Unlocking the Power of Sentence Transformers: A Deep Dive into TSDAE

Jun 16, 2025

Introduction to Sentence Transformers

The Sentence Transformers library is a powerful tool for generating sentence embeddings using transformer models. This blog post focuses on the Transformer-based Denoising AutoEncoder (TSDAE), a cutting-edge model designed for unsupervised learning of sentence embeddings. With its ability to capture semantic meaning effectively, TSDAE is a game-changer in natural language processing.

What is TSDAE?

The TSDAE model encodes damaged sentences into fixed-sized vectors, requiring the decoder to reconstruct the original sentences from these embeddings. This process ensures that the semantics are well captured, leading to high-quality sentence embeddings.

TSDAE Architecture

Main Features of TSDAE

  • Unsupervised Learning: Train models without labeled data.
  • High-Quality Embeddings: Generate embeddings that capture semantic meaning effectively.
  • Flexible Training: Supports various datasets and configurations.
  • Easy Integration: Compatible with existing Sentence Transformers models.

How to Set Up TSDAE

Setting up TSDAE is straightforward. Follow these steps to get started:

from sentence_transformers import SentenceTransformer, LoggingHandler
from sentence_transformers import models, util, datasets, evaluation, losses
from torch.utils.data import DataLoader

# Define your sentence transformer model using CLS pooling
model_name = "bert-base-uncased"
word_embedding_model = models.Transformer(model_name)
pooling_model = models.Pooling(word_embedding_model.get_word_embedding_dimension(), "cls")
model = SentenceTransformer(modules=[word_embedding_model, pooling_model])

# Define a list with sentences (1k - 100k sentences)
train_sentences = [
    "Your set of sentences",
    "Model will automatically add the noise",
    "And re-construct it",
    "You should provide at least 1k sentences",
]

# Create the special denoising dataset that adds noise on-the-fly
train_dataset = datasets.DenoisingAutoEncoderDataset(train_sentences)

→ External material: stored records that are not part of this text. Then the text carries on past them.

//! Error types for the article aggregator.
//!
//! Uses `thiserror` for structured error handling with automatic `From` implementations.
//! The ranking pipeline itself is infallible; only the I/O collaborators and the tool
//! layer return these errors.

use std::time::Duration;

/// Errors from the HTTP client layer.
#[derive(thiserror::Error, Debug)]
pub enum ClientError {
    /// HTTP transport error (connection, DNS, TLS, etc.)
    #[error("HTTP error: {0}")]
    Http(#[from] reqwest::Error),

    /// Middleware error
    #[error("Middleware error: {0}")]
    Middleware(#[from] reqwest_middleware::Error),

    /// Rate limited by the upstream API (429 response)
    #[error("Rate limited, retry after {retry_after:?}")]
    RateLimited {
        /// Suggested wait time before retry
        retry_after: Duration,
    },

    /// Resource not found (404 response)
    #[error("Resource not found: {resource}")]
    NotFound {
        /// Description of the missing resource
        resource: String,
    },

    /// Invalid request parameters (400 response)
    #[error("Bad request: {message}")]
    BadRequest {
        /// Error message from API
        message: String,
    },

    /// Request timeout
    #[error("Request timed out after {0:?}")]
    Timeout(Duration),

    /// JSON parsing error
    #[error("Failed to parse response: {0}")]
    Parse(#[from] serde_json::Error),

    /// Payload decoded but had an unexpected shape
    #[error("Malformed response: {0}")]
    Malformed(String),

    /// Server error (5xx response)
    #[error("Server error ({status}): {message}")]
    Server {
        /// HTTP status code
        status: u16,
        /// Error message
        message: String,
    },

    /// Unexpected HTTP status
    #[error("Unexpected status {status}: {message}")]
    UnexpectedStatus {
        /// HTTP status code
        status: u16,
        /// Response body or message
        message: String,
    },
}

impl ClientError {
    /// Create a rate limited error with retry-after duration.
    #[must_use]
    pub fn rate_limited(seconds: u64) -> Self {
        Self::RateLimited { retry_after: Duration::from_secs(seconds) }
    }

    /// Create a not found error.
    #[must_use]
    pub fn not_found(resource: impl Into<String>) -> Self {
        Self::NotFound { resource: resource.into() }
    }

    /// Create a bad request error.
    #[must_use]
    pub fn bad_request(message: impl Into<String>) -> Self {
        Self::BadRequest { message: message.into() }
    }

    /// Create a server error.
    #[must_use]
    pub fn server(status: u16, message: impl Into<String>) -> Self {
        Self::Server { status, message: message.into() }
    }

    /// Create a malformed-response error.
    #[must_use]
    pub fn malformed(message: impl Into<String>) -> Self {
        Self::Malformed(message.into())
    }

    /// Returns true if this error is retryable.
    #[must_use]
    pub const fn is_retryable(&self) -> bool {
        matches!(self, Self::RateLimited { .. } | Self::Timeout(_) | Self::Server { .. })
    }

    /// Get the retry-after duration if this is a rate limit error.
    #[must_use]
    pub const fn retry_after(&self) -> Option<Duration> {
        match self {
            Self::RateLimited { retry_after } => Some(*retry_after),
            _ => None,
        }
    }
}

/// Errors from the embedding and feature-extraction collaborators.
#[derive(thiserror::Error, Debug)]
pub enum EmbeddingError {
    /// Underlying HTTP failure
    #[error("Inference request failed: {0}")]
    Client(#[from] ClientError),

    /// The call did not finish in time
    #[error("Inference timed out after {0:?}")]
    Timeout(Duration),

    /// Response shape did not match the request
    #[error("Invalid inference response: {0}")]
    InvalidResponse(String),

    /// Collaborator not configured
    #[error("Inference endpoint not configured: {0}")]
    NotConfigured(String),
}

/// Errors from presentation-layer tool execution.
#[derive(thiserror::Error, Debug)]
pub enum ToolError {
    /// Error from an upstream client
    #[error("API error: {0}")]
    Client(#[from] ClientError),

    /// Error from the embedding or feature collaborator
    #[error("Inference error: {0}")]
    Inference(#[from] EmbeddingError),

    /// Input validation failed
    #[error("Validation error: {message}")]
    Validation {
        /// Field that failed validation
        field: String,
        /// Validation error message
        message: String,
    },

    /// JSON serialization/deserialization error
    #[error("Serialization error: {0}")]
    Serialization(#[from] serde_json::Error),

    /// Resource not available
    #[error("Resource unavailable: {0}")]
    Unavailable(String),
}

impl ToolError {
    /// Create a validation error.
    #[must_use]
    pub fn validation(field: impl Into<String>, message: impl Into<String>) -> Self {
        Self::Validation { field: field.into(), message: message.into() }
    }

    /// Create an unavailable error.
    #[must_use]
    pub fn unavailable(message: impl Into<String>) -> Self {
        Self::Unavailable(message.into())
    }

    /// Convert to a user-friendly error message for MCP response.
    #[must_use]
    pub fn to_user_message(&self) -> String {
        match self {
            Self::Client(ClientError::RateLimited { retry_after }) => {
                format!(
                    "Rate limited by an upstream catalog. Please wait {:?} before retrying.",
                    retry_after
                )
            }
            Self::Inference(EmbeddingError::NotConfigured(what)) => {
                format!("{what} is not configured on this server.")
            }
            Self::Validation { field, message } => {
                format!("Invalid input for '{field}': {message}")
            }
            _ => self.to_string(),
        }
    }
}

/// Result type alias for client operations.
pub type ClientResult<T> = Result<T, ClientError>;

/// Result type alias for embedding and feature operations.
pub type EmbeddingResult<T> = Result<T, EmbeddingError>;

/// Result type alias for tool operations.
pub type ToolResult<T> = Result<T, ToolError>;

#[cfg(test)]
mod tests {
    use super::*;

    #[test]
    fn test_client_error_retryable() {
        assert!(ClientError::rate_limited(60).is_retryable());
        assert!(ClientError::Timeout(Duration::from_secs(30)).is_retryable());
        assert!(ClientError::server(500, "Internal error").is_retryable());

        assert!(!ClientError::not_found("works").is_retryable());
        assert!(!ClientError::bad_request("invalid query").is_retryable());
        assert!(!ClientError::malformed("missing results").is_retryable());
    }

    #[test]
    fn test_client_error_retry_after() {
        let err = ClientError::rate_limited(60);
        assert_eq!(err.retry_after(), Some(Duration::from_secs(60)));

        let err = ClientError::not_found("works");
        assert_eq!(err.retry_after(), None);
    }

    #[test]
    fn test_tool_error_user_message() {
        let err = ToolError::validation("query", "cannot be empty");
        assert!(err.to_user_message().contains("query"));
        assert!(err.to_user_message().contains("cannot be empty"));

        let err = ToolError::from(EmbeddingError::NotConfigured("Feature extraction".into()));
        assert!(err.to_user_message().contains("not configured"));
    }
}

# DataLoader to batch your data
train_dataloader = DataLoader(train_dataset, batch_size=8, shuffle=True)

# Use the denoising auto-encoder loss
train_loss = losses.DenoisingAutoEncoderLoss(
    model, decoder_name_or_path=model_name, tie_encoder_decoder=True
)

# Call the fit method
model.fit(
    train_objectives=[(train_dataloader, train_loss)],
    epochs=1,
    weight_decay=0,
    scheduler="constantlr",
    optimizer_params={"lr": 3e-5},
    show_progress_bar=True,
)

model.save("output/tsdae-model")

Using TSDAE with a Sentences File

To train TSDAE using sentences from a file, use the train_tsdae_from_file.py script. Ensure that each line in the text file contains one sentence. The model will automatically handle the training process.

Training on the AskUbuntu Dataset

The AskUbuntu dataset is a manually annotated dataset for the AskUbuntu forum. TSDAE can be trained on this dataset using the train_askubuntu_tsdae.py script. The model achieves impressive MAP scores, outperforming many pretrained models.

Model MAP-Score on test set
TSDAE (bert-base-uncased) 59.4
pretrained SentenceTransformer models
nli-bert-base 50.7
paraphrase-distilroberta-base-v1 54.8
stsb-roberta-large 54.6

TSDAE as a Pre-Training Task

TSDAE serves as a powerful pre-training method, outperforming traditional Mask Language Model (MLM) tasks. After training with TSDAE loss, you can fine-tune your model like any other SentenceTransformer model.

Community and Contributions

The Sentence Transformers community is vibrant and welcoming. Contributions are encouraged, and you can participate by submitting issues, pull requests, or engaging in discussions. Check the GitHub repository for more details.

License Information

The project is licensed under the Apache License 2.0. This allows for free use, reproduction, and distribution of the software, provided that the terms of the license are followed.

Conclusion

In conclusion, the TSDAE model within the Sentence Transformers library offers a robust solution for unsupervised sentence embedding learning. Its ability to generate high-quality embeddings makes it a valuable tool for developers and researchers alike. For more information, visit the GitHub repository.

FAQ

What is TSDAE?

TSDAE stands for Transformer-based Denoising AutoEncoder, a model designed for unsupervised learning of sentence embeddings.

How do I train a TSDAE model?

You can train a TSDAE model using a list of sentences or from a text file containing one sentence per line. The training process is straightforward and well-documented.

What datasets can I use with TSDAE?

TSDAE can be trained on various datasets, including the AskUbuntu dataset, which is specifically designed for question-answering tasks.

Is TSDAE open-source?

Yes, TSDAE is part of the Sentence Transformers library, which is open-source and available under the Apache License 2.0.